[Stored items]
+++

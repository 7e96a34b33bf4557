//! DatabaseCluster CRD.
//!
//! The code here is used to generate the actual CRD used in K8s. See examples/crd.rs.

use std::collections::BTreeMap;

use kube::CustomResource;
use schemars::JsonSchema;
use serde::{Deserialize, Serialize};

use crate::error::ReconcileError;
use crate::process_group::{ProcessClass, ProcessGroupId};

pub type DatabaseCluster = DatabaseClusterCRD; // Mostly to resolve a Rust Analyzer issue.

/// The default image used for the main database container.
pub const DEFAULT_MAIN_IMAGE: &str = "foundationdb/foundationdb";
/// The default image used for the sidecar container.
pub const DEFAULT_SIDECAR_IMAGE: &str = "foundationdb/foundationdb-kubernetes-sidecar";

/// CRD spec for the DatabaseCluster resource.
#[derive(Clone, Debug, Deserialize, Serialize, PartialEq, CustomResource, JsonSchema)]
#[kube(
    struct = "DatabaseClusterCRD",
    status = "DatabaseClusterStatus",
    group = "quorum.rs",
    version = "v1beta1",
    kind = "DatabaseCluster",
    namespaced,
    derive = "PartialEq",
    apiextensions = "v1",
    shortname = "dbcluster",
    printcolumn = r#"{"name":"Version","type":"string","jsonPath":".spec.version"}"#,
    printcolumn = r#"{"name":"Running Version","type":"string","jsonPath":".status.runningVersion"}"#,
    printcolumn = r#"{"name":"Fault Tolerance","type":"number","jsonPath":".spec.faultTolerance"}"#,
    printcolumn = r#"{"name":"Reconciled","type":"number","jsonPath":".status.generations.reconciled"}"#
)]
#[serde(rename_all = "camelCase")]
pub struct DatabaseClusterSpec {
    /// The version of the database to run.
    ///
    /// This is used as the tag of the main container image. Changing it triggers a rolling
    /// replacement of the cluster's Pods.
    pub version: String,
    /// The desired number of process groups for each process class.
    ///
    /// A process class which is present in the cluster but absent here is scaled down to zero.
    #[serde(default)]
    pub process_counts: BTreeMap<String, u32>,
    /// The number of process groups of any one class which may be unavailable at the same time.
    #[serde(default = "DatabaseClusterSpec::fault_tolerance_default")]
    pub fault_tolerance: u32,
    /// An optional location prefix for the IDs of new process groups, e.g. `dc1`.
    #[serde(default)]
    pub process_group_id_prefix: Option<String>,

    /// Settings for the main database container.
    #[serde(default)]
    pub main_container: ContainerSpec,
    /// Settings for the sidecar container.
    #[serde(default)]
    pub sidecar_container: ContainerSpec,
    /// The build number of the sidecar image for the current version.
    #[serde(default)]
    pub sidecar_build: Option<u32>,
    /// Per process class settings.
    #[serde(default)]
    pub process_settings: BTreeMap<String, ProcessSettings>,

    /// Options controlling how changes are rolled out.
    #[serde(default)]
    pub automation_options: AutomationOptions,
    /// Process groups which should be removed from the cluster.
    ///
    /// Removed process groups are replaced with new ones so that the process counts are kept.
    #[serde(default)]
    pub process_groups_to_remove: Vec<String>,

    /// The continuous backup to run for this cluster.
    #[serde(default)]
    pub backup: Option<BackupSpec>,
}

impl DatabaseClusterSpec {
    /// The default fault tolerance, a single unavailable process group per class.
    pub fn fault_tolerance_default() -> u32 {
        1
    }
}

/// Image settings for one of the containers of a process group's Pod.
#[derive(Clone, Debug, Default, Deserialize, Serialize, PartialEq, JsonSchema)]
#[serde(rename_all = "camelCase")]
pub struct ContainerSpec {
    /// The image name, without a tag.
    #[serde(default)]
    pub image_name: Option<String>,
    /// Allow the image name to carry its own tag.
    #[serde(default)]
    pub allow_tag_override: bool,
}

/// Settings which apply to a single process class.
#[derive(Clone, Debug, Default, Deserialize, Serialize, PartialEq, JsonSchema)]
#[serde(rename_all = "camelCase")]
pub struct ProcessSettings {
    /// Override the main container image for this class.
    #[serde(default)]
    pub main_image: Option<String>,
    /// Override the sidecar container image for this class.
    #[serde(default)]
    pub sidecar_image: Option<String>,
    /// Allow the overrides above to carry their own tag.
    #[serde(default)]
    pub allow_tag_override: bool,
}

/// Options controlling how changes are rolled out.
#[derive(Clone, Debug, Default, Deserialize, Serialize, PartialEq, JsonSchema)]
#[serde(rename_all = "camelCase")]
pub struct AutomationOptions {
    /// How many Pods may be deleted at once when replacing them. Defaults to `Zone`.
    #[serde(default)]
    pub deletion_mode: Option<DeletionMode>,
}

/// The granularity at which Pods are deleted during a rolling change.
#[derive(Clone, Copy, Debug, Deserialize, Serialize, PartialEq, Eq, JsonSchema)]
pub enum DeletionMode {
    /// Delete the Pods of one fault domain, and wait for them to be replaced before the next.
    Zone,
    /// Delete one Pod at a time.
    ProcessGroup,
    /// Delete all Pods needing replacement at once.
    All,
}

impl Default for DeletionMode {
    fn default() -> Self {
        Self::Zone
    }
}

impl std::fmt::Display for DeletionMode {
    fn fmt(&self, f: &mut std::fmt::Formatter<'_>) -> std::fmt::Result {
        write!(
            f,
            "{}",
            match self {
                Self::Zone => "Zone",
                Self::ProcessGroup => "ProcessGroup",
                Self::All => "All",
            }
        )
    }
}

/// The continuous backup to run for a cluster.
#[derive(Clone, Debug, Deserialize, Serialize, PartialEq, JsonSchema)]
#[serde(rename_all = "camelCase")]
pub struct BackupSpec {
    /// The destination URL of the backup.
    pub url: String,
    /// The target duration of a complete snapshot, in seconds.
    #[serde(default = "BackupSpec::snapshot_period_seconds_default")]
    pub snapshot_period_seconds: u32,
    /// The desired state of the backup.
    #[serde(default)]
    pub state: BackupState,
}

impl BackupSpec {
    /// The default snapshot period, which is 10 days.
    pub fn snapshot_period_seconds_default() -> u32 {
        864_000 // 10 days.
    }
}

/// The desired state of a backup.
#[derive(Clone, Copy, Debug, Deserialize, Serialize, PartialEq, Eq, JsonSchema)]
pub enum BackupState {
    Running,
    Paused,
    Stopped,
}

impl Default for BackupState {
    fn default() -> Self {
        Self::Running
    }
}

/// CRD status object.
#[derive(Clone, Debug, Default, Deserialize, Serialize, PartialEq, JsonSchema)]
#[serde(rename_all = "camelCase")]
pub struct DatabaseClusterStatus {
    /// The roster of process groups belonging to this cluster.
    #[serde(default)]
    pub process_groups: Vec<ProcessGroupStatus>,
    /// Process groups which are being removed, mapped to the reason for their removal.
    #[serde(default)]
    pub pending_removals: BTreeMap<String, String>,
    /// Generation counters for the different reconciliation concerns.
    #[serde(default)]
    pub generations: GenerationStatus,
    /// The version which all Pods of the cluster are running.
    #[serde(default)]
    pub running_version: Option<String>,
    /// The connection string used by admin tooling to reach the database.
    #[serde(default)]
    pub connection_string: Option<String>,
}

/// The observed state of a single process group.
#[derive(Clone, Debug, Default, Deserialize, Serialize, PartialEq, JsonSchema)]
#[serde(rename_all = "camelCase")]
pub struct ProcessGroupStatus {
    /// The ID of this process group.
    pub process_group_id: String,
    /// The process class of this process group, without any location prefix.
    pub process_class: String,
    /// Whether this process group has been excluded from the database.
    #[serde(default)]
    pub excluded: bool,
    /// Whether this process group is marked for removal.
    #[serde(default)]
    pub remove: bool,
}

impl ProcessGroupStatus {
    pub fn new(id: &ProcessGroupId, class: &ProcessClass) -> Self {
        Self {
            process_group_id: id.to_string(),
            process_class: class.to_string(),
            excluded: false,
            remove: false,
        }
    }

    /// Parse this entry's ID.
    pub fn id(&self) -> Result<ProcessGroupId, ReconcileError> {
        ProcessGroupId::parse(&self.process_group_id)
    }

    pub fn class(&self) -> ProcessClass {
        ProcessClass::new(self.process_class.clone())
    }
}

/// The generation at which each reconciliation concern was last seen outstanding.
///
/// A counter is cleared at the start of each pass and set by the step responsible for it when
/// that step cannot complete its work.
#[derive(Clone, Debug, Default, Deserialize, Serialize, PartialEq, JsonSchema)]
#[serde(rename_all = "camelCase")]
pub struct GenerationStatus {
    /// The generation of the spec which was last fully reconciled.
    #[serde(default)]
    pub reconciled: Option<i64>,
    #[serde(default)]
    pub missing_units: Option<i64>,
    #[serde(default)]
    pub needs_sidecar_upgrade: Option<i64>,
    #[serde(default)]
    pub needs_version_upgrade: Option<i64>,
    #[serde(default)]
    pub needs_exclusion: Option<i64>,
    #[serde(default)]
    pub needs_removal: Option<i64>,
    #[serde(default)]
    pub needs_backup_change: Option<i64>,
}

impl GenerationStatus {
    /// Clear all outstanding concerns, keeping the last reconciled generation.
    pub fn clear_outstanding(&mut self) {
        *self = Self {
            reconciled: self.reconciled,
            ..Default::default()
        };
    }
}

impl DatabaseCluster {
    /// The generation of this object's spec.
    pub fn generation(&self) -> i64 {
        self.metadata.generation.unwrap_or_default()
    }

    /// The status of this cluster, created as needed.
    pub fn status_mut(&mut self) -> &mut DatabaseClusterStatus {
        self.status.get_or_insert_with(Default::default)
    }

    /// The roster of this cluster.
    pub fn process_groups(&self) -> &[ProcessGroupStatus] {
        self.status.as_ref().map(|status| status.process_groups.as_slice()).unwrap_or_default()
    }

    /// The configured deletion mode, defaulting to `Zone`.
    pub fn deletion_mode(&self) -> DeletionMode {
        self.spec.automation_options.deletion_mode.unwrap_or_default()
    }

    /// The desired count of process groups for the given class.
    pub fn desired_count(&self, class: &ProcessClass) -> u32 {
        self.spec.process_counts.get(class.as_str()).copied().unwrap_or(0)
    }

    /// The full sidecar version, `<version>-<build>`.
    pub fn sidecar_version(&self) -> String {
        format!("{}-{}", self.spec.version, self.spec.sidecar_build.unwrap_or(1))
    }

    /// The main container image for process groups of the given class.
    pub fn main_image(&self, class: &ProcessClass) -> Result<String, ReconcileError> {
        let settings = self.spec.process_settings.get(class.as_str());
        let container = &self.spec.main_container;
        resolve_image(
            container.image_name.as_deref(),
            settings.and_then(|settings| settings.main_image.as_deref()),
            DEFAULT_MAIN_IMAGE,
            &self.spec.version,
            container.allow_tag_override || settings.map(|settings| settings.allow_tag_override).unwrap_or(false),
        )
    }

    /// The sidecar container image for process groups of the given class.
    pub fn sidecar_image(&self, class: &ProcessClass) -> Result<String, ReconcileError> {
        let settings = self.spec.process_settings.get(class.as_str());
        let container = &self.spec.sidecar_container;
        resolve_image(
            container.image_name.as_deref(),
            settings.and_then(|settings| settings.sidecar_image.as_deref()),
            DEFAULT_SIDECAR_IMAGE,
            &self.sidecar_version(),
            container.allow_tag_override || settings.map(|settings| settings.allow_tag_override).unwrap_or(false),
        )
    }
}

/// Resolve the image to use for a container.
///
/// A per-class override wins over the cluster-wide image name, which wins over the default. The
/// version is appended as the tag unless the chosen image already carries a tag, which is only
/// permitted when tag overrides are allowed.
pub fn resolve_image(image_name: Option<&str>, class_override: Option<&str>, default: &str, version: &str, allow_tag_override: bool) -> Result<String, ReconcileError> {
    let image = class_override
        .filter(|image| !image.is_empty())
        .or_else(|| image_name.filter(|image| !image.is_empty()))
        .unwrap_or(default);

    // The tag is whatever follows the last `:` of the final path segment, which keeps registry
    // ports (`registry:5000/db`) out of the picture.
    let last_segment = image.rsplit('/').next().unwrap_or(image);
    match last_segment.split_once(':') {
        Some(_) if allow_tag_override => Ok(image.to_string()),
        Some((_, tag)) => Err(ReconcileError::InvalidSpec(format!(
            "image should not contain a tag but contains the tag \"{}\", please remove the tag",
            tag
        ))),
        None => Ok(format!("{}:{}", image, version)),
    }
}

+++

• _Requirement_: Check every line above for the word "BTreeMap" and copy those that have it.

• _Written answer_:
use std::collections::BTreeMap;
    pub process_counts: BTreeMap<String, u32>,
    pub process_settings: BTreeMap<String, ProcessSettings>,
    pub pending_removals: BTreeMap<String, String>,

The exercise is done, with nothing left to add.